A wild, warbling stream, the chill claws of a winter wind slashing across my face.
Nature calls to me like a siren song, and I constantly feel drawn to it, in a moth-to-flame like fashion.
I enjoy the feel of the bare earth beneath my feet, the way tree bark digs against your back as it supports you, branches atop the trees curling into beautifully mangled spires.
Nature helps make life a little more bearable, when writers block or drama clogs the creative well in my mind.
If I need it enough, if I focus on the things I can feel, see, and touch, I almost forget how many bloodthirsty mosquitos are out to get me. The cicadas are silenced by my quest for peace, and the worries I carry on my back melt into the background of my life.
I use the time I spend outside to unwind from the monotony and never-ending responsibilities that life entails, from chores to homework. It fills me with joy and peace that I can’t seem to acquire anywhere else. I use what I see to help visualize scenery for writing and drawing, and often try to do these things while in nature before my brain becomes overrun with thoughts.

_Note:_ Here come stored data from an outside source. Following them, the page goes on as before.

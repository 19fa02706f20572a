use std::collections::BTreeMap;
use std::sync::Arc;

use anyhow::Context as _;
use opforge_core::{FromValue, Value};
use uuid::Uuid;

/// Per-invocation input handed to the target method.
#[derive(Debug, Clone)]
pub struct ExecutionContext {
    operation: Arc<str>,
    correlation_id: String,
    arguments: BTreeMap<String, Value>,
}

impl ExecutionContext {
    /// Creates a context with a fresh correlation id and no arguments.
    #[must_use]
    pub fn new(operation: impl Into<Arc<str>>) -> Self {
        Self {
            operation: operation.into(),
            correlation_id: Uuid::new_v4().to_string(),
            arguments: BTreeMap::new(),
        }
    }

    #[must_use]
    pub fn with_correlation_id(mut self, correlation_id: impl Into<String>) -> Self {
        self.correlation_id = correlation_id.into();
        self
    }

    #[must_use]
    pub fn with_argument(mut self, name: impl Into<String>, value: impl Into<Value>) -> Self {
        self.arguments.insert(name.into(), value.into());
        self
    }

    #[must_use]
    pub fn with_arguments(mut self, arguments: BTreeMap<String, Value>) -> Self {
        self.arguments.extend(arguments);
        self
    }

    #[must_use]
    pub fn operation(&self) -> &str {
        &self.operation
    }

    #[must_use]
    pub fn correlation_id(&self) -> &str {
        &self.correlation_id
    }

    #[must_use]
    pub fn arguments(&self) -> &BTreeMap<String, Value> {
        &self.arguments
    }

    #[must_use]
    pub fn raw_argument(&self, name: &str) -> Option<&Value> {
        self.arguments.get(name)
    }

    /// Reads and converts a required argument.
    ///
    /// # Errors
    ///
    /// Fails if the argument is absent or has the wrong kind.
    pub fn argument<T: FromValue>(&self, name: &str) -> anyhow::Result<T> {
        let value = self
            .arguments
            .get(name)
            .cloned()
            .with_context(|| format!("missing argument `{name}` for `{}`", self.operation))?;
        T::from_value(value).with_context(|| format!("argument `{name}`"))
    }

    /// Reads an optional argument; absent and `Null` both yield `None`.
    ///
    /// # Errors
    ///
    /// Fails if the argument is present with the wrong kind.
    pub fn optional_argument<T: FromValue>(&self, name: &str) -> anyhow::Result<Option<T>> {
        match self.arguments.get(name).cloned() {
            None | Some(Value::Null) => Ok(None),
            Some(value) => T::from_value(value)
                .map(Some)
                .with_context(|| format!("argument `{name}`")),
        }
    }
}

#[cfg(test)]
mod tests {
    use super::*;

    #[test]
    fn typed_argument_access() {
        let ctx = ExecutionContext::new("request")
            .with_argument("path", "/health")
            .with_argument("limit", 10_i64);
        assert_eq!(ctx.argument::<String>("path").unwrap(), "/health");
        assert_eq!(ctx.argument::<u32>("limit").unwrap(), 10);
        assert_eq!(ctx.optional_argument::<String>("body").unwrap(), None);
    }

    #[test]
    fn missing_argument_names_operation() {
        let ctx = ExecutionContext::new("request");
        let err = ctx.argument::<String>("path").unwrap_err();
        assert_eq!(err.to_string(), "missing argument `path` for `request`");
    }

    #[test]
    fn wrong_kind_is_an_error() {
        let ctx = ExecutionContext::new("request").with_argument("limit", "ten");
        assert!(ctx.argument::<u32>("limit").is_err());
        assert!(ctx.optional_argument::<u32>("limit").is_err());
    }

    #[test]
    fn correlation_ids_are_fresh_unless_set() {
        let a = ExecutionContext::new("x");
        let b = ExecutionContext::new("x");
        assert_ne!(a.correlation_id(), b.correlation_id());
        assert_eq!(a.with_correlation_id("fixed").correlation_id(), "fixed");
    }
}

Sometimes the alluring idea of the sun on my skin isn’t enough to draw me out of the air conditioned palace I’ve become accustomed to, and I constantly pay the price for it.
Last year was, in the simplest terms possible, a dumper fire. Grounding myself in nature for half an hour kept me from losing my mind, even if it seems unorthodox sitting next to my mother’s garden and listening to the whispers of the air. Every hike up a mountain or swim in the ocean makes me feel more alive.
Maybe it’s because of my longing to connect with the world, because I’ve grown up in an age of electronic entertainment and maximum comfort, or because it runs in my blood. Either way, I don’t think I could keep myself sane without listening to the chatter of birds every now and then.